- E' vero, è vero! - esclamò Cornelius battendo gioiosamente le mani.
- Siete una brava allieva, Rosa, e guadagnerete certamente i centomila fiorini.
- Non dimenticate - rispose Rosa ridendo - che la vostra allieva, come vi piace chiamarmi, ha qualcos'altro da imparare, oltre alla coltivazione dei tulipani.
- Sì, sì, interessa anche a me come a voi che sappiate leggere.- Quando incominceremo?
- Subito.
- No, domani.
- Perché domani?
- Perché oggi la nostra ora è terminata e debbo lasciarvi.

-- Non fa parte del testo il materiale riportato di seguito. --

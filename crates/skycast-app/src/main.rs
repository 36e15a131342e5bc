use std::path::PathBuf;
use std::sync::mpsc::channel;

use anyhow::Result;

use skycast_app::{Controller, ViewMessage};
use skycast_catalog::CityCatalog;
use skycast_core::SettingsStore;
use skycast_weather::{GeocodeClient, WeatherCache, WeatherClient};

const CITY_DATA_FILE: &str = "city.list.json";

#[tokio::main]
async fn main() -> Result<()> {
    skycast_core::init()?;

    // Missing API key is a startup failure, not an empty-response mystery.
    let api_key = skycast_core::api_key_from_env()?;

    let catalog = match CityCatalog::load(CITY_DATA_FILE) {
        Ok(catalog) => catalog,
        Err(e) => {
            tracing::error!("{e}");
            eprintln!("{}", skycast_core::AppError::from(e).user_message());
            CityCatalog::default()
        }
    };

    let settings_path = SettingsStore::default_path()?;
    let config_dir = settings_path
        .parent()
        .map(PathBuf::from)
        .unwrap_or_else(|| PathBuf::from("."));
    let store = SettingsStore::open(settings_path.clone())?;

    let (tx, rx) = channel();
    let controller = Controller::new(
        catalog,
        store,
        GeocodeClient::new(api_key.clone())?,
        WeatherClient::new(api_key)?,
        WeatherCache::new(&config_dir),
        tx,
    );

    tracing::info!(
        "Skycast started ({} countries, theme {:?})",
        controller.country_labels().len(),
        controller.current_theme(),
    );

    let (country, city) = controller.default_location();
    if country.is_empty() || city.is_empty() {
        println!("No default location configured yet.");
        println!(
            "Set one in {} or pick a country and city in the app.",
            settings_path.display()
        );
        return Ok(());
    }

    controller.request_fetch(&country, &city).await;

    for message in rx.try_iter() {
        match message {
            ViewMessage::Fetching => println!("Fetching weather for {city}, {country}..."),
            ViewMessage::Weather { text, icon } => {
                println!("{text}");
                if let Some(bytes) = icon {
                    println!("[icon: {} bytes]", bytes.len());
                }
            }
            ViewMessage::Cooldown { label: Some(label) } => println!("{label}"),
            ViewMessage::Cooldown { label: None } => {}
            ViewMessage::Theme(theme) => tracing::debug!("Theme changed: {theme:?}"),
            ViewMessage::Error(message) => println!("{message}"),
        }
    }

    Ok(())
}
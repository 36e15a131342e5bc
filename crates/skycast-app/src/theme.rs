//! Explicit theme descriptors.
//!
//! The rendering surface applies these foreground/background pairs to its
//! widgets; the core never pokes widget attributes directly.

/// Color pair for a rendering surface.
#[derive(Debug, Clone, Copy, PartialEq, Eq)]
pub struct Theme {
    pub background: &'static str,
    pub foreground: &'static str,
}

pub const LIGHT: Theme = Theme {
    background: "#f0f0f0",
    foreground: "#000000",
};

pub const DARK: Theme = Theme {
    background: "#2e2e2e",
    foreground: "#ffffff",
};

impl Theme {
    /// Theme for the given dark-mode flag.
    pub fn for_mode(dark_mode: bool) -> Self {
        if dark_mode {
            DARK
        } else {
            LIGHT
        }
    }
}
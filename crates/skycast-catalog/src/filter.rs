//! Fuzzy incremental narrowing of candidate lists.
//!
//! Ranks candidates by Jaro-Winkler similarity against the typed text and
//! keeps the best matches above a cutoff. Used for both city and country
//! narrowing as the user types.

use std::cmp::Ordering;

/// Default maximum number of results returned.
pub const MAX_RESULTS: usize = 10;

/// Default minimum similarity for a candidate to be kept.
pub const SIMILARITY_CUTOFF: f64 = 0.3;

/// Narrow `candidates` against `typed` with the default limits.
pub fn filter(candidates: &[String], typed: &str) -> Vec<String> {
    filter_with(candidates, typed, MAX_RESULTS, SIMILARITY_CUTOFF)
}

/// Narrow `candidates` against `typed`.
///
/// Returns up to `max_results` candidates scoring at or above `cutoff`,
/// highest similarity first; ties keep candidate order. An empty `typed`
/// string matches nothing and returns an empty vec.
pub fn filter_with(
    candidates: &[String],
    typed: &str,
    max_results: usize,
    cutoff: f64,
) -> Vec<String> {
    if typed.is_empty() {
        return Vec::new();
    }

    let typed = typed.to_lowercase();
    let mut scored: Vec<(&String, f64)> = candidates
        .iter()
        .map(|c| (c, strsim::jaro_winkler(&c.to_lowercase(), &typed)))
        .filter(|(_, score)| *score >= cutoff)
        .collect();

    // Stable sort keeps candidate order for equal scores.
    scored.sort_by(|a, b| b.1.partial_cmp(&a.1).unwrap_or(Ordering::Equal));
    scored
        .into_iter()
        .take(max_results)
        .map(|(c, _)| c.clone())
        .collect()
}
// Copyright (c) 2026 bad-antics
// Licensed under the MIT License. See LICENSE file in the project root.
// https://github.com/bad-antics/nemi-rs

//! Japan-India collaboration - static partnership figures plus live node counts

use std::sync::Arc;

use serde::{Deserialize, Serialize};

use crate::core::Engine;
use crate::model::Location;

#[derive(Debug, Clone, Copy, PartialEq, Serialize)]
pub struct CollaborationMetric {
    pub name: &'static str,
    pub japan: f64,
    pub india: f64,
    pub combined: f64,
    pub improvement: f64,
}

#[derive(Debug, Clone, Copy, PartialEq, Eq, Serialize, Deserialize)]
#[serde(rename_all = "lowercase")]
pub enum TransferStatus {
    Planned,
    Active,
    Completed,
}

#[derive(Debug, Clone, Copy, PartialEq, Serialize)]
pub struct TechnologyTransfer {
    pub id: &'static str,
    pub from: Location,
    pub to: Location,
    pub technology: &'static str,
    pub impact: &'static str,
    pub status: TransferStatus,
    /// 0..=100
    pub benefit: u8,
}

/// Projected economic impact, millions USD
#[derive(Debug, Clone, Copy, PartialEq, Eq, Serialize)]
pub struct EconomicImpact {
    pub year: u16,
    pub japan: u32,
    pub india: u32,
    pub combined: u32,
}

#[derive(Debug, Clone, Copy, PartialEq, Eq, Serialize)]
pub struct SectorBenefit {
    pub name: &'static str,
    /// Percent share
    pub value: u8,
    pub color: &'static str,
}

const fn metric(name: &'static str, japan: f64, india: f64, combined: f64, improvement: f64) -> CollaborationMetric {
    CollaborationMetric { name, japan, india, combined, improvement }
}

pub static COLLABORATION_METRICS: [CollaborationMetric; 5] = [
    metric("Manufacturing Efficiency", 95.2, 87.8, 96.8, 8.4),
    metric("Quality Standards", 99.1, 94.5, 99.3, 4.2),
    metric("Cost Optimization", 78.5, 92.1, 94.7, 16.2),
    metric("Innovation Speed", 88.4, 91.2, 95.6, 7.2),
    metric("Scalability", 85.3, 96.4, 98.1, 12.8),
];

const fn transfer(
    id: &'static str,
    from: Location,
    technology: &'static str,
    impact: &'static str,
    status: TransferStatus,
    benefit: u8,
) -> TechnologyTransfer {
    let to = match from {
        Location::Japan => Location::India,
        _ => Location::Japan,
    };
    TechnologyTransfer { id, from, to, technology, impact, status, benefit }
}

pub static TECHNOLOGY_TRANSFERS: [TechnologyTransfer; 6] = [
    transfer(
        "jp-01",
        Location::Japan,
        "Precision Manufacturing Standards",
        "Improved quality control processes",
        TransferStatus::Completed,
        85,
    ),
    transfer(
        "jp-02",
        Location::Japan,
        "IoT Sensor Integration",
        "Enhanced real-time monitoring",
        TransferStatus::Active,
        72,
    ),
    transfer(
        "jp-03",
        Location::Japan,
        "Lean Manufacturing Processes",
        "Reduced waste and improved efficiency",
        TransferStatus::Active,
        68,
    ),
    transfer(
        "in-01",
        Location::India,
        "AI Model Optimization",
        "Cost-effective edge computing",
        TransferStatus::Completed,
        91,
    ),
    transfer(
        "in-02",
        Location::India,
        "Scalable Cloud Architecture",
        "Improved system scalability",
        TransferStatus::Active,
        76,
    ),
    transfer(
        "in-03",
        Location::India,
        "Multi-language Compliance",
        "Enhanced global deployability",
        TransferStatus::Planned,
        83,
    ),
];

pub static ECONOMIC_IMPACT: [EconomicImpact; 5] = [
    EconomicImpact { year: 2024, japan: 45, india: 32, combined: 89 },
    EconomicImpact { year: 2025, japan: 68, india: 52, combined: 134 },
    EconomicImpact { year: 2026, japan: 89, india: 78, combined: 189 },
    EconomicImpact { year: 2027, japan: 112, india: 105, combined: 256 },
    EconomicImpact { year: 2028, japan: 138, india: 134, combined: 342 },
];

pub static SECTOR_BENEFITS: [SectorBenefit; 4] = [
    SectorBenefit { name: "Automotive", value: 35, color: "#FF6B00" },
    SectorBenefit { name: "Electronics", value: 28, color: "#00E5FF" },
    SectorBenefit { name: "Pharmaceuticals", value: 22, color: "#39FF14" },
    SectorBenefit { name: "Food Processing", value: 15, color: "#FF10F0" },
];

/// Live partnership overview
#[derive(Debug, Clone, PartialEq, Serialize)]
pub struct PartnershipStatus {
    pub japan_active_nodes: usize,
    pub india_active_nodes: usize,
    pub active_transfers: usize,
    pub completed_transfers: usize,
    pub projected_impact_2028: u32,
}

pub struct Collaboration {
    engine: Arc<Engine>,
    selected: usize,
}

impl Collaboration {
    pub fn new(engine: Arc<Engine>) -> Self {
        Self { engine, selected: 0 }
    }

    pub fn metrics(&self) -> &'static [CollaborationMetric] {
        &COLLABORATION_METRICS
    }

    pub fn selected_metric(&self) -> &'static CollaborationMetric {
        &COLLABORATION_METRICS[self.selected]
    }

    /// Select a metric by name; unknown names keep the current selection
    pub fn select_metric(&mut self, name: &str) -> bool {
        match COLLABORATION_METRICS.iter().position(|m| m.name == name) {
            Some(i) => {
                self.selected = i;
                true
            }
            None => false,
        }
    }

    pub fn best_improvement(&self) -> &'static CollaborationMetric {
        COLLABORATION_METRICS
            .iter()
            .fold(&COLLABORATION_METRICS[0], |best, m| if m.improvement > best.improvement { m } else { best })
    }

    pub fn transfers(&self) -> &'static [TechnologyTransfer] {
        &TECHNOLOGY_TRANSFERS
    }

    pub fn transfers_from(&self, origin: Location) -> impl Iterator<Item = &'static TechnologyTransfer> {
        TECHNOLOGY_TRANSFERS.iter().filter(move |t| t.from == origin)
    }

    pub fn count_with_status(&self, status: TransferStatus) -> usize {
        TECHNOLOGY_TRANSFERS.iter().filter(|t| t.status == status).count()
    }

    pub fn economic_impact(&self) -> &'static [EconomicImpact] {
        &ECONOMIC_IMPACT
    }

    pub fn sector_benefits(&self) -> &'static [SectorBenefit] {
        &SECTOR_BENEFITS
    }

    pub fn status(&self) -> PartnershipStatus {
        let snapshot = self.engine.snapshot();
        PartnershipStatus {
            japan_active_nodes: snapshot.active_nodes_in(Location::Japan),
            india_active_nodes: snapshot.active_nodes_in(Location::India),
            active_transfers: self.count_with_status(TransferStatus::Active),
            completed_transfers: self.count_with_status(TransferStatus::Completed),
            projected_impact_2028: ECONOMIC_IMPACT[ECONOMIC_IMPACT.len() - 1].combined,
        }
    }
}
// Copyright (c) 2026 bad-antics
// Licensed under the MIT License. See LICENSE file in the project root.
// https://github.com/bad-antics/nemi-rs

//! Simulation generators - seeded pseudo-random data for every view

mod nodes;
mod records;
mod series;

pub use nodes::{detection_trigger, drift_updates, DriftParams};
pub use records::{frame_detection, micro_defects, DefectKind, DetectionKind, EdgeDetection, MicroDefect, Severity};
pub use series::{performance_point, performance_window, temporal_series, PerformancePoint, TemporalPoint};

use rand::{RngCore, SeedableRng};
use rand_chacha::ChaCha8Rng;

/// Generator used by every simulation component
pub type SimRng = ChaCha8Rng;

/// Seeded generator when `seed` is set, entropy otherwise
pub fn rng_from(seed: Option<u64>) -> SimRng {
    match seed {
        Some(seed) => SimRng::seed_from_u64(seed),
        None => SimRng::from_entropy(),
    }
}

/// Independent child generator; deterministic when `parent` is
pub fn fork(parent: &mut SimRng) -> SimRng {
    SimRng::seed_from_u64(parent.next_u64())
}

#[cfg(test)]
mod tests {
    use super::*;
    use rand::Rng;

    #[test]
    fn test_same_seed_same_stream() {
        let mut a = rng_from(Some(7));
        let mut b = rng_from(Some(7));
        let xs: Vec<f64> = (0..8).map(|_| a.gen()).collect();
        let ys: Vec<f64> = (0..8).map(|_| b.gen()).collect();
        assert_eq!(xs, ys);
    }

    #[test]
    fn test_forks_are_deterministic_and_distinct() {
        let mut p1 = rng_from(Some(11));
        let mut p2 = rng_from(Some(11));
        let mut c1 = fork(&mut p1);
        let mut c2 = fork(&mut p2);
        assert_eq!(c1.next_u64(), c2.next_u64());

        let mut sibling = fork(&mut p1);
        assert_ne!(sibling.next_u64(), c2.next_u64());
    }
}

- Di già! Ma che cosa leggeremo?
- Oh! - disse Rosa - ho un libro, un libro che spero ci porterà fortuna.
- A domani dunque?
- A domani.
L'indomani Rosa ritornò con la Bibbia di Cornelio de Witt.
IL PRIMO BULBO.
Come abbiamo detto, Rosa ritornò l'indomani con la Bibbia di Cornelio de Witt.
Ebbe inizio allora fra maestro e scolara una di quelle deliziose scene che formano la gioia di un romanziere.
Lo spioncino, unica apertura che servisse loro di comunicazione, era troppo alto per persone che s'erano accontentate fino allora di leggere l'una sul viso dell'altra tutto ciò che si dovevano dire e che non potevano leggere comodamente sul libro portato da Rosa.